From late April, I'll have a chance to ride two trains in Far North Queensland's gulf country I've been hoping to get on for a while. Both are highly peculiar, and without equivalents in Oz.

The Gulflander is a motor train which has a short run from Normanton to Croydon, and the Savannahlander is another which runs from Forsayth to Cairns, taking two days, with one night off-train.

I'll be returning from the north of Oz, to my home in the south by way of three trains, a 24hr overnighter from Cairns to Brisbane, another 24hr overnighter from Brisbane to Sydney, and then a 12hr daytime runner from Sydney to Melbourne, then an evening train home the 95kms west to Ballarat.

I'll post pix here when I'm underway if anyone's interested.





__





Home page - Gulflander






www.gulflander.com.au







https://savannahlander.com.au/


----------



## Bob Dylan (Mar 18, 2020)

mcropod said:


> From late April, I'll have a chance to ride two trains in Far North Queensland's gulf country I've been hoping to get on for a while. Both are highly peculiar, and without equivalents in Oz.
> 
> The Gulflander is a motor train which has a short run from Normanton to Croydon, and the Savannahlander is another which runs from Forsayth to Cairns, taking two days, with one night off-train.
> 
> ...


How are things "down under" re the Virus??


----------



## mcropod (Mar 19, 2020)

Bob Dylan said:


> How are things "down under" re the Virus??



I think we are fairly well-placed on a medical basis as we are a first world country with a universal medical system which provides-free at-source medical services for all citizens. I think we also have a decent sense of community responsibility and are inclined to take and apply sensible advice for the public good, even in circumstances where it might inhibit our own choices or preferences.

The Federal and various State governments are coordinating things well, and seem to be making decisions based on solid expert medical advice.

One state - Tasmania - has positively discouraged visitors by requiring them to self-isolate upon arrival. I suspect that many of our remote indigenous communities will also close down to visitors shortly. My FNQ visit doesn't have an itinerary involving such contact, although it clearly goes through country with a significant indigenous population.

Oz has a Federal Government travel advisory for us not to travel overseas announced only a day or so ago, and because that has an effect on travel insurance coverage, despite Aussies being renowned travellers, I think that there will be compliance with this and it will be uncontroversial.
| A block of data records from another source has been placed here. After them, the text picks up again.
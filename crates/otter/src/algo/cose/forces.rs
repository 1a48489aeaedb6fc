//! Per-iteration forces: repulsion, springs, gravity and parent-to-child propagation.

use super::info::{Bounds, LayoutInfo, LayoutNode};
use super::rng::XorShift64Star;
use crate::algo::CoseOptions;
use crate::graph::{BoundingBox, Point};
use std::collections::VecDeque;

/// Nodes closer than this to their gravity center feel no gravity.
const GRAVITY_DEAD_ZONE: f64 = 1.0;
/// Half-width of the random direction used when two centers coincide.
const MAX_RANDOM_DIRECTION: f64 = 1.0;

/// Where the line from the node's center along `(dx, dy)` leaves its rectangle.
pub(crate) fn clipping_point(n: &LayoutNode, dx: f64, dy: f64) -> (f64, f64) {
    let x = n.position_x;
    let y = n.position_y;
    if dx == 0.0 && dy == 0.0 {
        return (x, y);
    }

    let mut t_x = f64::INFINITY;
    let mut t_y = f64::INFINITY;
    if dx != 0.0 {
        t_x = (n.width / 2.0 / dx.abs()).max(0.0);
    }
    if dy != 0.0 {
        t_y = (n.height / 2.0 / dy.abs()).max(0.0);
    }
    let t = t_x.min(t_y);
    (x + t * dx, y + t * dy)
}

/// Diagonal of the overlap box of `a` and `b` (0 when they do not overlap). `(dx, dy)` points from
/// `a` towards `b`.
pub(crate) fn overlap_diagonal(a: &Bounds, b: &Bounds, dx: f64, dy: f64) -> f64 {
    let overlap_x = if dx > 0.0 {
        a.max_x - b.min_x
    } else {
        b.max_x - a.min_x
    };
    let overlap_y = if dy > 0.0 {
        a.max_y - b.min_y
    } else {
        b.max_y - a.min_y
    };
    if overlap_x >= 0.0 && overlap_y >= 0.0 {
        (overlap_x * overlap_x + overlap_y * overlap_y).sqrt()
    } else {
        0.0
    }
}

/// Clamps the vector's length to `max`, keeping its direction.
pub(crate) fn limit_force(fx: f64, fy: f64, max: f64) -> (f64, f64) {
    if fx.is_nan() || fy.is_nan() {
        return (0.0, 0.0);
    }
    let fx = fx.clamp(-f64::MAX, f64::MAX);
    let fy = fy.clamp(-f64::MAX, f64::MAX);
    // Normalize first so huge forces do not overflow the length.
    let m = fx.abs().max(fy.abs());
    if m == 0.0 {
        return (0.0, 0.0);
    }
    let (ux, uy) = (fx / m, fy / m);
    let len = ux.hypot(uy);
    if m * len > max {
        (max * ux / len, max * uy / len)
    } else {
        (fx, fy)
    }
}

pub(crate) fn root_gravity_center(bb: &BoundingBox, legacy: bool) -> Point {
    if legacy {
        // Cytoscape swaps the viewport extents here and ignores the box origin.
        Point {
            x: bb.h / 2.0,
            y: bb.w / 2.0,
        }
    } else {
        bb.center()
    }
}

impl LayoutInfo {
    /// Repulsion between every pair of siblings (nodes of the same group).
    pub(crate) fn apply_repulsion(&mut self, opts: &CoseOptions, rng: &mut XorShift64Star) {
        for g in 0..self.graph_set.len() {
            let len = self.graph_set[g].len();
            for j in 0..len {
                for k in (j + 1)..len {
                    let a = self.graph_set[g][j];
                    let b = self.graph_set[g][k];
                    self.repel_pair(a, b, opts, rng);
                }
            }
        }
    }

    fn repel_pair(&mut self, a: usize, b: usize, opts: &CoseOptions, rng: &mut XorShift64Star) {
        let n1 = &self.nodes[a];
        let n2 = &self.nodes[b];
        if n1.is_locked && n2.is_locked {
            return;
        }

        let mut dx = n2.position_x - n1.position_x;
        let mut dy = n2.position_y - n1.position_y;
        if dx == 0.0 && dy == 0.0 {
            dx = rng.next_f64_symmetric(MAX_RANDOM_DIRECTION);
            dy = rng.next_f64_symmetric(MAX_RANDOM_DIRECTION);
        }

        let overlap = overlap_diagonal(&n1.rect(), &n2.rect(), dx, dy);
        let (fx, fy) = if overlap > 0.0 {
            let force = opts.node_overlap * overlap;
            let dist = (dx * dx + dy * dy).sqrt();
            if dist == 0.0 {
                return;
            }
            (force * dx / dist, force * dy / dist)
        } else {
            let (x1, y1) = clipping_point(n1, dx, dy);
            let (x2, y2) = clipping_point(n2, -dx, -dy);
            let lx = x2 - x1;
            let ly = y2 - y1;
            let dist_sq = lx * lx + ly * ly;
            if dist_sq == 0.0 {
                return;
            }
            let dist = dist_sq.sqrt();
            let force = (n1.repulsion + n2.repulsion) / dist_sq;
            (force * lx / dist, force * ly / dist)
        };

        if !self.nodes[a].is_locked {
            self.nodes[a].offset_x -= fx;
            self.nodes[a].offset_y -= fy;
        }
        if !self.nodes[b].is_locked {
            self.nodes[b].offset_x += fx;
            self.nodes[b].offset_y += fy;
        }
    }

    /// Spring force `(ideal - gap)^2 / elasticity` along every edge, where `gap` is the signed
    /// distance between the clipped boundary points.
    pub(crate) fn apply_edge_forces(&mut self) {
        for e in 0..self.edges.len() {
            let edge = &self.edges[e];
            let source = &self.nodes[edge.source];
            let target = &self.nodes[edge.target];

            let dx = target.position_x - source.position_x;
            let dy = target.position_y - source.position_y;
            if dx == 0.0 && dy == 0.0 {
                continue;
            }
            let (x1, y1) = clipping_point(source, dx, dy);
            let (x2, y2) = clipping_point(target, -dx, -dy);
            let dist = (dx * dx + dy * dy).sqrt();
            let ux = dx / dist;
            let uy = dy / dist;
            // Negative once the two rectangles pass each other along the center line.
            let gap = (x2 - x1) * ux + (y2 - y1) * uy;
            if gap == 0.0 {
                continue;
            }

            let deviation = gap - edge.ideal_length;
            // Positive pulls the endpoints together.
            let force = deviation * deviation.abs() / edge.elasticity;
            let fx = force * ux;
            let fy = force * uy;

            let (s, t) = (edge.source, edge.target);
            if !self.nodes[s].is_locked {
                self.nodes[s].offset_x += fx;
                self.nodes[s].offset_y += fy;
            }
            if !self.nodes[t].is_locked {
                self.nodes[t].offset_x -= fx;
                self.nodes[t].offset_y -= fy;
            }
        }
    }

    /// Constant-magnitude pull towards each group's center: the layout center for the root group,
    /// the owning compound for nested groups.
    pub(crate) fn apply_gravity(&mut self, opts: &CoseOptions) {
        if opts.gravity == 0.0 {
            return;
        }
        let root_center = root_gravity_center(&self.bounding_box, opts.legacy_root_gravity_center);
        for g in 0..self.graph_set.len() {
            let (cx, cy) = match self.group_owner[g] {
                None => (root_center.x, root_center.y),
                Some(owner) => (self.nodes[owner].position_x, self.nodes[owner].position_y),
            };
            for k in 0..self.graph_set[g].len() {
                let n = &mut self.nodes[self.graph_set[g][k]];
                if n.is_locked {
                    continue;
                }
                let dx = cx - n.position_x;
                let dy = cy - n.position_y;
                let d = (dx * dx + dy * dy).sqrt();
                if d > GRAVITY_DEAD_ZONE {
                    n.offset_x += opts.gravity * dx / d;
                    n.offset_y += opts.gravity * dy / d;
                }
            }
        }
    }

    /// Hands every unlocked compound's offset down to its children, top-down.
    pub(crate) fn propagate_forces(&mut self) {
        let mut queue: VecDeque<usize> = self
            .graph_set
            .first()
            .into_iter()
            .flatten()
            .copied()
            .collect();
        while let Some(idx) = queue.pop_front() {
            if !self.nodes[idx].is_compound() {
                continue;
            }
            if !self.nodes[idx].is_locked {
                let off_x = self.nodes[idx].offset_x;
                let off_y = self.nodes[idx].offset_y;
                for k in 0..self.nodes[idx].children.len() {
                    let child = self.nodes[idx].children[k];
                    self.nodes[child].offset_x += off_x;
                    self.nodes[child].offset_y += off_y;
                }
                self.nodes[idx].offset_x = 0.0;
                self.nodes[idx].offset_y = 0.0;
            }
            queue.extend(self.nodes[idx].children.iter().copied());
        }
    }

    /// Moves unlocked leaves by their clamped offsets and rebuilds compound geometry. Returns the
    /// total displacement.
    pub(crate) fn update_positions(&mut self, temperature: f64) -> f64 {
        self.reset_compound_bounds();
        let mut total = 0.0f64;
        for idx in 0..self.nodes.len() {
            let n = &mut self.nodes[idx];
            if n.is_compound() {
                continue;
            }
            if !n.is_locked {
                let (dx, dy) = limit_force(n.offset_x, n.offset_y, temperature);
                n.position_x += dx;
                n.position_y += dy;
                total += (dx * dx + dy * dy).sqrt();
                n.refresh_bounds_from_position();
            }
            n.offset_x = 0.0;
            n.offset_y = 0.0;
            self.update_ancestry_boundaries(idx);
        }
        self.finish_compound_geometry();
        total
    }
}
I think all things considered, I'm happier being an Oz citizen than I would be as a citizen of most other places (and I *am* a dual citizen).
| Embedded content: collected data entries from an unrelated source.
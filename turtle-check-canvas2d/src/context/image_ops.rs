//! Pixel data readback and PNG input/output for Canvas2dContext.

use super::Canvas2dContext;
use crate::error::{Canvas2dError, Canvas2dResult};

impl Canvas2dContext {
    /// Read a `width` x `height` region at `(x, y)` as straight-alpha RGBA,
    /// row-major. Pixels outside the surface read as transparent black.
    pub fn get_image_data(&self, x: i32, y: i32, width: u32, height: u32) -> Vec<u8> {
        log::debug!(target: "canvas", "getImageData {} {} {} {}", x, y, width, height);
        let mut data = Vec::with_capacity(width as usize * height as usize * 4);
        for row in 0..height as i64 {
            for col in 0..width as i64 {
                data.extend_from_slice(&self.straight_pixel(x as i64 + col, y as i64 + row));
            }
        }
        data
    }

    fn straight_pixel(&self, x: i64, y: i64) -> [u8; 4] {
        let (Ok(x), Ok(y)) = (u32::try_from(x), u32::try_from(y)) else {
            return [0; 4];
        };
        match self.pixmap.pixel(x, y) {
            Some(p) => {
                let c = p.demultiply();
                [c.red(), c.green(), c.blue(), c.alpha()]
            }
            None => [0; 4],
        }
    }

    /// Encode the whole surface as PNG, tagged with `ppi` (72 by default).
    pub fn to_png(&self, ppi: Option<f32>) -> Canvas2dResult<Vec<u8>> {
        let data = self.get_image_data(0, 0, self.width, self.height);
        encode_png(&data, self.width, self.height, ppi)
    }
}

/// Encode straight-alpha RGBA8 pixels as a PNG image.
pub fn encode_png(data: &[u8], width: u32, height: u32, ppi: Option<f32>) -> Canvas2dResult<Vec<u8>> {
    let expected = width as usize * height as usize * 4;
    if data.len() != expected {
        return Err(Canvas2dError::BufferSize {
            expected,
            actual: data.len(),
        });
    }
    // pHYs is stored in pixels per meter
    let per_meter = (ppi.unwrap_or(72.0).max(0.0) / 0.0254).round() as u32;

    let mut buf = Vec::new();
    let mut encoder = png::Encoder::new(&mut buf, width, height);
    encoder.set_color(png::ColorType::Rgba);
    encoder.set_depth(png::BitDepth::Eight);
    encoder.set_pixel_dims(Some(png::PixelDimensions {
        xppu: per_meter,
        yppu: per_meter,
        unit: png::Unit::Meter,
    }));
    let mut writer = encoder.write_header()?;
    writer.write_image_data(data)?;
    writer.finish()?;
    Ok(buf)
}

/// A decoded PNG image as straight-alpha RGBA8 pixels.
#[derive(Debug, Clone, PartialEq, Eq)]
pub struct DecodedImage {
    /// Width in pixels.
    pub width: u32,
    /// Height in pixels.
    pub height: u32,
    /// RGBA pixel data, 4 bytes per pixel, row-major.
    pub data: Vec<u8>,
}

/// Decode a PNG image into straight-alpha RGBA8 pixels.
///
/// Palette, grayscale and RGB images are expanded to RGBA. 16-bit images are
/// rejected.
pub fn decode_png(bytes: &[u8]) -> Canvas2dResult<DecodedImage> {
    let mut decoder = png::Decoder::new(std::io::Cursor::new(bytes));
    decoder.set_transformations(png::Transformations::EXPAND);
    let mut reader = decoder.read_info()?;

    let mut buf = vec![0u8; reader.output_buffer_size()];
    let info = reader.next_frame(&mut buf)?;
    buf.truncate(info.buffer_size());

    if info.bit_depth != png::BitDepth::Eight {
        return Err(Canvas2dError::PngError(format!(
            "unsupported bit depth {:?}",
            info.bit_depth
        )));
    }

    let data = match info.color_type {
        png::ColorType::Rgba => buf,
        png::ColorType::Rgb => buf
            .chunks_exact(3)
            .flat_map(|p| [p[0], p[1], p[2], 255])
            .collect(),
        png::ColorType::GrayscaleAlpha => buf
            .chunks_exact(2)
            .flat_map(|p| [p[0], p[0], p[0], p[1]])
            .collect(),
        png::ColorType::Grayscale => buf.iter().flat_map(|&v| [v, v, v, 255]).collect(),
        png::ColorType::Indexed => {
            return Err(Canvas2dError::PngError(
                "indexed image was not expanded".to_string(),
            ))
        }
    };

    Ok(DecodedImage {
        width: info.width,
        height: info.height,
        data,
    })
}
As it happens, I also have a Trans Siberian trip organised for late August this year, and I think that one is much more at risk of falling through than the FNQ one.
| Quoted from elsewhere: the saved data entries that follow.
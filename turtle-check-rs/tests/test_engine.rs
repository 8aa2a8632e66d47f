use rstest::rstest;
use turtle_check_rs::{
    parse_script, run_script, Canvas2dContext, PixelSnapshot, TurtleCommand, TurtleEngine,
    TurtleError,
};

fn attached(width: u32, height: u32) -> TurtleEngine {
    let mut engine = TurtleEngine::new();
    engine.attach(Canvas2dContext::new(width, height).unwrap());
    engine
}

fn painted(snapshot: &PixelSnapshot) -> Vec<(u32, u32)> {
    let mut points = Vec::new();
    for y in 0..snapshot.height() {
        for x in 0..snapshot.width() {
            if snapshot.alpha(x, y).unwrap() > 0 {
                points.push((x, y));
            }
        }
    }
    points
}

#[test]
fn test_forward_zero_changes_nothing() {
    let mut engine = attached(100, 100);
    engine.forward(20.0);
    let position = engine.position();
    let before = engine.capture().unwrap();

    engine.forward(0.0);

    assert_eq!(engine.position(), position);
    assert_eq!(engine.capture().unwrap(), before);
}

#[rstest]
#[case(0.0, 25.0)]
#[case(90.0, 25.0)]
#[case(37.5, 10.0)]
#[case(-120.0, 40.0)]
fn test_heading_round_trip(#[case] turn: f64, #[case] distance: f64) {
    let mut engine = attached(400, 400);
    engine.right(15.0);
    let heading = engine.heading();

    engine.forward(distance);
    engine.left(turn);
    engine.forward(distance);
    engine.right(turn);

    assert_eq!(engine.heading(), heading);
}

#[test]
fn test_straight_line_offsets_by_twice_distance() {
    let mut engine = attached(400, 400);
    let (x0, y0) = engine.position();

    engine.forward(30.0);
    engine.left(0.0);
    engine.forward(30.0);
    engine.right(0.0);

    assert_eq!(engine.position(), (x0 + 60.0, y0));
}

#[rstest]
#[case(0.0)]
#[case(45.0)]
#[case(200.0)]
fn test_pen_up_never_draws(#[case] heading: f64) {
    let mut engine = attached(100, 100);
    engine.pen_up();
    engine.right(heading);
    engine.forward(40.0);
    engine.forward(-80.0);

    assert!(painted(&engine.capture().unwrap()).is_empty());
}

#[test]
fn test_pen_down_draws_along_segment_only() {
    let mut engine = attached(100, 100);
    engine.pen_up();
    engine.forward(-30.0);
    engine.pen_down();
    engine.forward(60.0);

    let snapshot = engine.capture().unwrap();
    let points = painted(&snapshot);
    assert!(!points.is_empty());

    // Segment runs from (20, 50) to (80, 50)
    for &(x, y) in &points {
        assert!((18..=82).contains(&x), "stray pixel at ({x}, {y})");
        assert!((48..=51).contains(&y), "stray pixel at ({x}, {y})");
    }
    for x in 22..78 {
        let covered = snapshot.alpha(x, 49).unwrap() > 0 || snapshot.alpha(x, 50).unwrap() > 0;
        assert!(covered, "gap at x = {x}");
    }
}

#[test]
fn test_offscreen_movement_is_clipped() {
    let mut engine = attached(50, 50);
    engine.forward(500.0);
    engine.right(90.0);
    engine.forward(10.0);

    assert_eq!(engine.position(), (525.0, 35.0));
    let snapshot = engine.capture().unwrap();
    assert_eq!(snapshot.len(), 50 * 50 * 4);
    // Only the first segment crosses the surface
    assert!(painted(&snapshot).iter().all(|&(x, _)| x >= 24));
}

#[test]
fn test_reset_is_idempotent() {
    let mut engine = attached(80, 80);
    engine.set_color("green");
    engine.right(33.0);
    engine.forward(25.0);
    engine.circle(10.0);

    engine.reset();
    let once = (*engine.cursor(), engine.capture().unwrap());
    engine.reset();
    let twice = (*engine.cursor(), engine.capture().unwrap());

    assert_eq!(once, twice);
    assert!(painted(&twice.1).is_empty());
}

#[test]
fn test_circle_outline_keeps_cursor() {
    let mut engine = attached(100, 100);
    engine.circle(20.0);

    assert_eq!(engine.position(), (50.0, 50.0));
    let snapshot = engine.capture().unwrap();
    assert_eq!(snapshot.alpha(50, 50), Some(0));
    assert!(snapshot.alpha(70, 50).unwrap() > 0 || snapshot.alpha(69, 50).unwrap() > 0);
    assert!(snapshot.alpha(50, 30).unwrap() > 0 || snapshot.alpha(50, 29).unwrap() > 0);
}

#[rstest]
#[case(0.0)]
#[case(-5.0)]
#[case(f64::NAN)]
fn test_degenerate_circle_draws_nothing(#[case] radius: f64) {
    let mut engine = attached(40, 40);
    engine.circle(radius);
    assert!(painted(&engine.capture().unwrap()).is_empty());
}

#[test]
fn test_color_applies_to_later_strokes_only() {
    let mut engine = attached(100, 100);
    engine.forward(20.0);
    engine.set_color("#ff0000");
    engine.right(90.0);
    engine.forward(20.0);

    let snapshot = engine.capture().unwrap();
    // Middle of the first, black, segment
    let first = snapshot.pixel(60, 50).unwrap();
    assert_eq!(&first[..3], &[0, 0, 0]);
    // Middle of the second, red, segment
    let second = [snapshot.pixel(69, 60).unwrap(), snapshot.pixel(70, 60).unwrap()]
        .into_iter()
        .max_by_key(|px| px[3])
        .unwrap();
    assert!(second[3] > 0);
    assert!(second[0] > 200 && second[1] == 0 && second[2] == 0);
}

#[test]
fn test_apply_matches_direct_calls() {
    let mut direct = attached(60, 60);
    direct.set_color("blue");
    direct.forward(15.0);
    direct.left(90.0);
    direct.pen_up();
    direct.forward(5.0);
    direct.pen_down();
    direct.circle(4.0);

    let mut scripted = attached(60, 60);
    for command in [
        TurtleCommand::Color("blue".to_string()),
        TurtleCommand::Forward(15.0),
        TurtleCommand::Left(90.0),
        TurtleCommand::PenUp,
        TurtleCommand::Forward(5.0),
        TurtleCommand::PenDown,
        TurtleCommand::Circle(4.0),
    ] {
        scripted.apply(&command);
    }

    assert_eq!(direct.cursor(), scripted.cursor());
    assert_eq!(direct.capture().unwrap(), scripted.capture().unwrap());
}

#[test]
fn test_run_script_starts_clean() {
    let mut engine = attached(120, 120);
    let scribble = parse_script("color red\nright 45\nforward 40\ncircle 9").unwrap();
    let line = parse_script("forward 30").unwrap();

    run_script(&mut engine, &line).unwrap();
    let fresh = engine.capture().unwrap();

    run_script(&mut engine, &scribble).unwrap();
    run_script(&mut engine, &line).unwrap();

    assert_eq!(engine.capture().unwrap(), fresh);
}

#[test]
fn test_run_script_requires_surface() {
    let mut engine = TurtleEngine::new();
    let commands = parse_script("forward 10").unwrap();
    assert!(matches!(
        run_script(&mut engine, &commands),
        Err(TurtleError::UnattachedSurface)
    ));
    assert_eq!(engine.position(), (0.0, 0.0));
}

#[test]
fn test_reattach_clears_surface() {
    let mut engine = attached(30, 30);
    engine.forward(10.0);
    let mut surface = engine.detach().unwrap();
    surface.set_line_width(4.0);

    engine.attach(surface);
    assert!(painted(&engine.capture().unwrap()).is_empty());
    assert_eq!(engine.position(), (15.0, 15.0));
}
I hope things are working out for you in Texas!


----------



## Bob Dylan (Mar 19, 2020)

mcropod said:


> I think we are fairly well-placed on a medical basis as we are a first world country with a universal medical system which provides-free at-source medical services for all citizens. I think we also have a decent sense of community responsibility and are inclined to take and apply sensible advice for the public good, even in circumstances where it might inhibit our own choices or preferences.
> 
> The Federal and various State governments are coordinating things well, and seem to be making decisions based on solid expert medical advice.
> 
> ...


Thanks! If I was young I'd move to Australia or Canada( I had Landed Status from being married to my deceased Canadian Wife)where Civilzed People know how to have a decent Society, unlike my poor Native Land where the Leaders are once again showing their TRUE Colors: Greed is good,help the Wealthy, I've got mine, you peasants get to work, we cant have Socialism here!!!


----------



## mcropod (Mar 21, 2020)

mcropod said:


> From late April, I'll have a chance to ride two trains in Far North Queensland's gulf country I've been hoping to get on for a while. Both are highly peculiar, and without equivalents in Oz.
> 
> The Gulflander is a motor train which has a short run from Normanton to Croydon, and the Savannahlander is another which runs from Forsayth to Cairns, taking two days, with one night off-train.
> 
> ...



Might all now be off as part of our coordinated national COVID-19 strategy. Right now, our PM is announcing that all non-essential travel should be cancelled. As these decisions and announcements are being coordinated in conjunction with all State and Territory governments, and as all the rail travel I'd planned is on State-run railways, I'd imagine I'll soon get an advice from Queensland and from NSW rail cancelling the booking.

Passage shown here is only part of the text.